This invention relates to display control techniques for optimizing backlight operation in display apparatuses, particularly addressing power efficiency and image quality under varying ambient lighting conditions. The method involves dynamically adjusting backlight brightness based on both image content and environmental factors. First, the system determines a base duty cycle for driving the backlight by analyzing pixel information from an input image. It then calculates the proportion of pixels exhibiting near-black grayscale values within the image. Using this ratio along with ambient light measurements, the system computes a gain value that modifies the base duty cycle. The backlight is then driven by applying this adjusted duty cycle, which balances power consumption with visual performance. By increasing backlight brightness when ambient light is high or when few pixels are near black, the method enhances visibility while conserving energy when conditions allow. The approach improves display efficiency without requiring specialized hardware, making it suitable for various display technologies.

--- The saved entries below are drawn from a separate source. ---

//! Trait tags and filters for the entity/trait contract hosts use to describe
//! what a registered handle currently is.
//!
//! The core never owns entity storage. Hosts hand the registrar and query
//! engine a [`Handle`] plus a [`TraitMask`] describing which traits that
//! handle currently carries; a [`Filter`] is a conjunction of "must include"
//! and "must exclude" trait bits, evaluated with a single AND/compare.

use std::fmt;

// A tiny hand-rolled bitflags macro: the full `bitflags` crate would be one
// more dependency for eleven bits.
macro_rules! bitflags_like {
    (pub struct $name:ident: $ty:ty { $(const $flag:ident = $val:expr;)* }) => {
        #[derive(Debug, Clone, Copy, PartialEq, Eq, Default, Hash)]
        pub struct $name(pub $ty);

        impl $name {
            $(pub const $flag: $name = $name($val);)*

            pub const fn empty() -> Self {
                $name(0)
            }

            pub const fn contains(&self, other: Self) -> bool {
                (self.0 & other.0) == other.0
            }

            pub const fn intersects(&self, other: Self) -> bool {
                (self.0 & other.0) != 0
            }

            pub const fn union(self, other: Self) -> Self {
                $name(self.0 | other.0)
            }
        }

        impl std::ops::BitOr for $name {
            type Output = Self;
            fn bitor(self, rhs: Self) -> Self {
                self.union(rhs)
            }
        }
    };
}

/// A stable identifier for an externally-owned entity.
///
/// `hash` is a fingerprint independent of `index` (e.g. a generation-aware
/// hash) used by neighbor dedup so the same subject reached through
/// two different cells collapses to one neighbor.
#[derive(Clone, Copy, PartialEq, Eq, Hash)]
pub struct Handle {
    pub index: u32,
    pub hash: u64,
}

impl Handle {
    pub const fn new(index: u32, hash: u64) -> Self {
        Self { index, hash }
    }
}

impl fmt::Debug for Handle {
    fn fmt(&self, f: &mut fmt::Formatter<'_>) -> fmt::Result {
        write!(f, "Handle({}#{:x})", self.index, self.hash)
    }
}

bitflags_like! {
    pub struct TraitMask: u32 {
        const LOCATED           = 1 << 0;
        const COLLIDER          = 1 << 1;
        const AVOIDING          = 1 << 2;
        const AVOIDANCE         = 1 << 3;
        const ACTIVATED         = 1 << 4;
        const TRACE             = 1 << 5;
        const REGISTER_MULTIPLE = 1 << 6;
        const SPHERE_OBSTACLE   = 1 << 7;
        const BOX_OBSTACLE      = 1 << 8;
        const CORPSE            = 1 << 9;
        const DYING             = 1 << 10;
    }
}

/// A conjunction of required and forbidden trait bits.
///
/// Equivalent to the source engine's `FFilter::Make<...>().Exclude<...>()`
/// builder; here it is just two masks compared against a candidate's mask.
#[derive(Debug, Clone, Copy, PartialEq, Eq, Default)]
pub struct Filter {
    include: TraitMask,
    exclude: TraitMask,
}

impl Filter {
    pub const fn new() -> Self {
        Self { include: TraitMask::empty(), exclude: TraitMask::empty() }
    }

    #[must_use]
    pub const fn include(mut self, mask: TraitMask) -> Self {
        self.include = TraitMask(self.include.0 | mask.0);
        self
    }

    #[must_use]
    pub const fn exclude(mut self, mask: TraitMask) -> Self {
        self.exclude = TraitMask(self.exclude.0 | mask.0);
        self
    }

    pub fn matches(&self, candidate: TraitMask) -> bool {
        candidate.contains(self.include) && !candidate.intersects(self.exclude)
    }
}

/// Canonical filter sets, one constructor per registration /
/// neighbor-gather phase. Kept as functions (not constants) since `Dying`
/// amends the neighbor-base filter per-agent, not per-grid.
pub mod canonical {
    use super::{Filter, TraitMask as T};

    pub fn trace_link() -> Filter {
        Filter::new().include(TraitMask(T::LOCATED.0 | T::TRACE.0 | T::ACTIVATED.0))
    }

    pub fn sphere_obstacle_link() -> Filter {
        Filter::new().include(TraitMask(T::LOCATED.0 | T::SPHERE_OBSTACLE.0))
    }

    pub fn agent_single() -> Filter {
        Filter::new()
            .include(TraitMask(T::LOCATED.0 | T::COLLIDER.0 | T::AVOIDING.0 | T::ACTIVATED.0))
            .exclude(T::REGISTER_MULTIPLE)
    }

    pub fn agent_multiple() -> Filter {
        Filter::new()
            .include(TraitMask(
                T::LOCATED.0 | T::COLLIDER.0 | T::AVOIDING.0 | T::REGISTER_MULTIPLE.0 | T::ACTIVATED.0,
            ))
            .exclude(T::SPHERE_OBSTACLE)
    }

    pub fn sphere_obstacle_register() -> Filter {
        Filter::new().include(TraitMask(
            T::LOCATED.0 | T::COLLIDER.0 | T::AVOIDING.0 | T::SPHERE_OBSTACLE.0,
        ))
    }

    pub fn box_obstacle_register() -> Filter {
        Filter::new().include(TraitMask(T::BOX_OBSTACLE.0 | T::LOCATED.0 | T::AVOIDING.0))
    }

    /// Base neighbor filter for Decouple; callers must further amend with
    /// [`amend_dying`] when the querying agent carries the `Dying` trait.
    pub fn agent_neighbor_base() -> Filter {
        Filter::new()
            .include(TraitMask(T::LOCATED.0 | T::COLLIDER.0 | T::AVOIDANCE.0 | T::AVOIDING.0 | T::ACTIVATED.0))
            .exclude(TraitMask(T::SPHERE_OBSTACLE.0 | T::BOX_OBSTACLE.0 | T::CORPSE.0))
    }

    /// Dying agents only avoid other dying agents
    pub fn amend_dying(base: Filter) -> Filter {
        base.include(T::DYING)
    }
}

#[cfg(test)]
mod tests {
    use super::*;

    #[test]
    fn filter_excludes_register_multiple() {
        let f = canonical::agent_single();
        let single = TraitMask::LOCATED | TraitMask::COLLIDER | TraitMask::AVOIDING | TraitMask::ACTIVATED;
        let multi = single | TraitMask::REGISTER_MULTIPLE;
        assert!(f.matches(single));
        assert!(!f.matches(multi));
    }

    #[test]
    fn dying_amendment_requires_dying_on_both_sides() {
        let base = canonical::agent_neighbor_base();
        let amended = canonical::amend_dying(base);
        let plain = TraitMask::LOCATED | TraitMask::COLLIDER | TraitMask::AVOIDANCE | TraitMask::AVOIDING | TraitMask::ACTIVATED;
        let dying = plain | TraitMask::DYING;
        assert!(!amended.matches(plain));
        assert!(amended.matches(dying));
        assert!(base.matches(plain));
    }
}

13. The method as claimed in claim 12 , wherein the acquiring the gain value comprises identifying the input image as a plurality of block regions, and acquiring the ratio of pixels by counting the number of blocks where an average value of each block region is lower than a predetermined threshold value.

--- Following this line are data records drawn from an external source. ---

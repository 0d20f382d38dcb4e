//! Uniform 3D spatial hash grid

use crossbeam_channel::{Receiver, Sender};
use glam::{IVec3, Vec3};
use thiserror::Error;
use tracing::trace;

use super::cell::Cell;

/// Immutable grid configuration
#[derive(Debug, Clone, Copy, serde::Serialize, serde::Deserialize)]
pub struct GridConfig {
    pub origin: Vec3,
    pub dims: (u32, u32, u32),
    pub cell_size: Vec3,
    pub max_threads_allowed: usize,
    pub min_batch_size_allowed: usize,
}

impl Default for GridConfig {
    fn default() -> Self {
        Self {
            origin: Vec3::ZERO,
            dims: (32, 32, 4),
            cell_size: Vec3::splat(100.0),
            max_threads_allowed: 8,
            min_batch_size_allowed: 64,
        }
    }
}

#[derive(Debug, Error)]
pub enum GridError {
    #[error("grid cell_size must be positive on every axis, got {0:?}")]
    ZeroCellSize(Vec3),
    #[error("grid dims must be nonzero on every axis, got {0:?}")]
    ZeroDims((u32, u32, u32)),
    #[error("grid dims {0:?} overflow total cell count")]
    TooManyCells((u32, u32, u32)),
}

/// Integer cell coordinate, clipped to `[0, dims)` by `IsInside`.
pub type CellPos = IVec3;

pub struct Grid {
    config: GridConfig,
    cells: Vec<Cell>,
    /// Sharded MPSC queues of touched cell indices, one per shard, drained
    /// in parallel by `Reset`
    occupied_senders: Vec<Sender<usize>>,
    occupied_receivers: Vec<Receiver<usize>>,
}

impl Grid {
    pub fn new(config: GridConfig) -> Result<Self, GridError> {
        let (nx, ny, nz) = config.dims;
        if nx == 0 || ny == 0 || nz == 0 {
            return Err(GridError::ZeroDims(config.dims));
        }
        if config.cell_size.x <= 0.0 || config.cell_size.y <= 0.0 || config.cell_size.z <= 0.0 {
            return Err(GridError::ZeroCellSize(config.cell_size));
        }
        let total = (nx as u64) * (ny as u64) * (nz as u64);
        if total == 0 || total > usize::MAX as u64 {
            return Err(GridError::TooManyCells(config.dims));
        }
        let total = total as usize;

        let shards = config.max_threads_allowed.max(1);
        let mut occupied_senders = Vec::with_capacity(shards);
        let mut occupied_receivers = Vec::with_capacity(shards);
        for _ in 0..shards {
            let (tx, rx) = crossbeam_channel::unbounded();
            occupied_senders.push(tx);
            occupied_receivers.push(rx);
        }

        let mut cells = Vec::with_capacity(total);
        cells.resize_with(total, Cell::default);

        Ok(Self { config, cells, occupied_senders, occupied_receivers })
    }

    pub fn config(&self) -> &GridConfig {
        &self.config
    }

    pub fn dims(&self) -> (u32, u32, u32) {
        self.config.dims
    }

    pub fn cell_size(&self) -> Vec3 {
        self.config.cell_size
    }

    pub fn max_cell_radius(&self) -> f32 {
        // half-diagonal of a single cell, used by query range expansion
        (self.config.cell_size * 0.5).length()
    }

    pub fn is_inside(&self, c: CellPos) -> bool {
        let (nx, ny, nz) = self.config.dims;
        c.x >= 0 && c.y >= 0 && c.z >= 0 && (c.x as u32) < nx && (c.y as u32) < ny && (c.z as u32) < nz
    }

    pub fn get_index_at(&self, c: CellPos) -> Option<usize> {
        if !self.is_inside(c) {
            return None;
        }
        let (nx, ny, _nz) = self.config.dims;
        Some((c.x as usize) + (nx as usize) * ((c.y as usize) + (ny as usize) * (c.z as usize)))
    }

    pub fn world_to_cage(&self, p: Vec3) -> CellPos {
        let rel = (p - self.config.origin) / self.config.cell_size;
        IVec3::new(rel.x.floor() as i32, rel.y.floor() as i32, rel.z.floor() as i32)
    }

    pub fn cage_to_world(&self, c: CellPos) -> Vec3 {
        self.config.origin
            + Vec3::new(c.x as f32 + 0.5, c.y as f32 + 0.5, c.z as f32 + 0.5) * self.config.cell_size
    }

    pub fn at(&self, c: CellPos) -> Option<&Cell> {
        self.get_index_at(c).map(|i| &self.cells[i])
    }

    pub fn at_index(&self, index: usize) -> Option<&Cell> {
        self.cells.get(index)
    }

    pub fn cell_count(&self) -> usize {
        self.cells.len()
    }

    /// Enumerates the integer AABB `[WorldToCage(center-range), WorldToCage(center+range)]`
    /// clipped to bounds
    pub fn get_neighbor_cells(&self, center: Vec3, range: Vec3) -> Vec<CellPos> {
        let min = self.world_to_cage(center - range);
        let max = self.world_to_cage(center + range);
        let mut out = Vec::new();
        for z in min.z.max(0)..=max.z.min(self.config.dims.2 as i32 - 1) {
            for y in min.y.max(0)..=max.y.min(self.config.dims.1 as i32 - 1) {
                for x in min.x.max(0)..=max.x.min(self.config.dims.0 as i32 - 1) {
                    out.push(IVec3::new(x, y, z));
                }
            }
        }
        out
    }

    /// Returns every cell whose AABB intersects the capsule `start..end` with
    /// the given radius, via a conservative AABB of the swept capsule
    /// expanded by `ceil(radius / cellSize)`
    pub fn sphere_sweep_for_cells(&self, start: Vec3, end: Vec3, radius: f32) -> Vec<CellPos> {
        let lo = start.min(end) - Vec3::splat(radius);
        let hi = start.max(end) + Vec3::splat(radius);
        let center = (lo + hi) * 0.5;
        let half_range = (hi - lo) * 0.5;
        self.get_neighbor_cells(center, half_range)
    }

    /// Enqueues a cell index onto its shard's occupied-cells queue, sharded
    /// by `cellIndex % maxThreadsAllowed`
    pub fn enqueue_occupied(&self, cell_index: usize) {
        let shard = cell_index % self.occupied_senders.len();
        // An unbounded channel never blocks; a send error only happens if
        // every receiver has been dropped, which cannot happen while `self`
        // is alive (the grid owns both ends).
        let _ = self.occupied_senders[shard].send(cell_index);
    }

    /// Drains every shard's occupied queue in parallel, locking, clearing,
    /// and unlocking each dequeued cell exactly once
    pub fn reset(&self) {
        use rayon::prelude::*;
        self.occupied_receivers.par_iter().for_each(|rx| {
            while let Ok(index) = rx.try_recv() {
                if let Some(cell) = self.cells.get(index) {
                    let guard = cell.lock();
                    guard.reset();
                }
            }
        });
        trace!("grid reset complete");
    }
}

#[cfg(test)]
mod tests {
    use super::*;

    fn small_grid() -> Grid {
        Grid::new(GridConfig {
            origin: Vec3::ZERO,
            dims: (10, 10, 1),
            cell_size: Vec3::new(100.0, 100.0, 100.0),
            max_threads_allowed: 4,
            min_batch_size_allowed: 16,
        })
        .unwrap()
    }

    #[test]
    fn world_to_cage_and_back_roundtrip_to_cell_center() {
        let grid = small_grid();
        let c = grid.world_to_cage(Vec3::new(150.0, 250.0, 0.0));
        assert_eq!(c, IVec3::new(1, 2, 0));
        let center = grid.cage_to_world(c);
        assert_eq!(center, Vec3::new(150.0, 250.0, 50.0));
    }

    #[test]
    fn index_is_row_major_xyz() {
        let grid = small_grid();
        assert_eq!(grid.get_index_at(IVec3::new(0, 0, 0)), Some(0));
        assert_eq!(grid.get_index_at(IVec3::new(1, 0, 0)), Some(1));
        assert_eq!(grid.get_index_at(IVec3::new(0, 1, 0)), Some(10));
        assert_eq!(grid.get_index_at(IVec3::new(9, 9, 0)), Some(99));
        assert_eq!(grid.get_index_at(IVec3::new(10, 0, 0)), None);
    }

    #[test]
    fn neighbor_cells_clip_to_bounds() {
        let grid = small_grid();
        let cells = grid.get_neighbor_cells(Vec3::ZERO, Vec3::splat(50.0));
        // origin cell only overlaps cell (0,0,0) once clipped at the lower bound
        assert!(cells.contains(&IVec3::new(0, 0, 0)));
        assert!(cells.iter().all(|c| c.x >= 0 && c.y >= 0));
    }

    #[test]
    fn reset_is_idempotent_with_no_registrations() {
        let grid = small_grid();
        grid.reset();
        grid.reset();
        assert!(grid.at(IVec3::ZERO).unwrap().is_empty());
    }

    #[test]
    fn construction_rejects_zero_cell_size() {
        let err = Grid::new(GridConfig { cell_size: Vec3::ZERO, ..GridConfig::default() }).unwrap_err();
        assert!(matches!(err, GridError::ZeroCellSize(_)));
    }
}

This invention relates to image processing, specifically to methods for adjusting image brightness or contrast based on pixel distribution analysis. The problem addressed is the need for an automated way to determine optimal gain values for enhancing image quality, particularly in low-light or high-contrast scenes, without manual intervention. The method involves analyzing an input image by dividing it into multiple block regions. For each block, the average pixel value is calculated. The ratio of blocks with an average value below a predetermined threshold is then determined by counting how many blocks meet this condition. This ratio is used to derive a gain value, which can be applied to adjust the brightness or contrast of the image. The threshold and block size can be dynamically adjusted based on image characteristics to improve accuracy. This approach ensures that the gain adjustment is based on a statistical analysis of the image's local regions rather than global averages, leading to more balanced enhancements. The method is particularly useful in applications like digital cameras, medical imaging, or surveillance systems where automatic brightness correction is required. By focusing on block-level analysis, the technique avoids overcorrection in unevenly lit scenes and provides a more natural-looking output.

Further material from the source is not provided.